Data Driven Protein Structure Prediction: Development of a SAXS ab initio modeling in a probabilistic inference framework
MetadataVis full innførsel
Protein structure prediction is one of the most interesting and researched targets in computational biology. The problem in itself is easily posed: to model the three-dimensional structure of a protein, given its genetic code. While we know that the genetic code is in fact the ultimate descriptor for the sequence of amino acids in the protein, a large number of factors concur to determine its structure.
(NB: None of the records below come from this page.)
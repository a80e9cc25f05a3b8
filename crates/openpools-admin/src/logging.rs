//! Tracing subscriber setup.
//!
//! Environment variables:
//!   LOG_FORMAT  - "json" or "text" (default: "text")
//!   LOG_FILE    - path to log file (optional, enables file logging)
//!   LOG_ANSI    - "true"/"false" override ANSI colors (auto-detected by default)
//!   RUST_LOG    - standard env filter (default: every openpools crate at info)
//!
//! Console output goes to stderr; stdout carries command results.

use std::path::Path;

use tracing_appender::non_blocking::WorkerGuard;
use tracing_subscriber::{layer::SubscriberExt, util::SubscriberInitExt};

const DEFAULT_FILTER: &str = "openpools_admin=info,openpools_matching=info,openpools_db=info,openpools_inference=info";

/// Install the global subscriber. Keep the returned guard alive until exit
/// so buffered file output is flushed.
pub fn init() -> Option<WorkerGuard> {
    let log_format = std::env::var("LOG_FORMAT").unwrap_or_else(|_| "text".to_string());
    let log_file = std::env::var("LOG_FILE").ok();
    let log_ansi = std::env::var("LOG_ANSI")
        .ok()
        .map(|v| v == "true" || v == "1");

    let env_filter = tracing_subscriber::EnvFilter::try_from_default_env()
        .unwrap_or_else(|_| DEFAULT_FILTER.into());

    let registry = tracing_subscriber::registry().with(env_filter);

    let guard = if let Some(ref path) = log_file {
        let file_dir = Path::new(path).parent().unwrap_or(Path::new("."));
        let file_name = Path::new(path)
            .file_name()
            .and_then(|f| f.to_str())
            .unwrap_or("openpools-admin.log");
        let file_appender = tracing_appender::rolling::daily(file_dir, file_name);
        let (non_blocking, guard) = tracing_appender::non_blocking(file_appender);

        if log_format == "json" {
            registry
                .with(
                    tracing_subscriber::fmt::layer()
                        .json()
                        .with_writer(non_blocking),
                )
                .init();
        } else {
            let layer = tracing_subscriber::fmt::layer()
                .with_writer(non_blocking)
                .with_ansi(log_ansi.unwrap_or(false));
            registry.with(layer).init();
        }
        Some(guard)
    } else {
        if log_format == "json" {
            registry
                .with(
                    tracing_subscriber::fmt::layer()
                        .json()
                        .with_writer(std::io::stderr),
                )
                .init();
        } else {
            let mut layer = tracing_subscriber::fmt::layer().with_writer(std::io::stderr);
            if let Some(ansi) = log_ansi {
                layer = layer.with_ansi(ansi);
            }
            registry.with(layer).init();
        }
        None
    };

    tracing::debug!(
        log_format = %log_format,
        log_file = log_file.as_deref().unwrap_or("(stderr)"),
        "Logging initialized"
    );

    guard
}
//! # openpools-inference
//!
//! LLM keyword extraction for OpenPools.
//!
//! The extractor turns resume, LinkedIn, or journal text into raw keywords.
//! Weights the model returns are ignored downstream; the matching core
//! recomputes every weight from category and source.

pub mod openai;
pub mod parse;
pub mod prompt;

pub use openai::{OpenAIConfig, OpenAIKeywordExtractor};
pub use parse::parse_keyword_response;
These factors act with reciprocal non linear interactions, so a complete mathematical model that describes this process is extremely difficult to define. Moreover, experimental data is not easy to obtain: the state-of-the-art high resolution methods of investigation either rely on crystal structures or electromagnetic radiations that have sensible limitations and don't scale well with the protein size, or force the protein in an environment that actually alters in a sensible way the three-dimensional structure to analyze. To overcome these limitations, an increasing number of experiments now combine different low resolution and less invasive techniques, thus shifting part of the description problem to the definition of an objective model of the different input contributions. In this thesis an inferential probabilistic approach is proposed, linking a rigorous mathematical description of the local chemical bonds of the protein with an improved model for the input data acquired from low resolution Small Angle X-ray Scattering experiments, which provide global information about the three-dimensional molecular structure.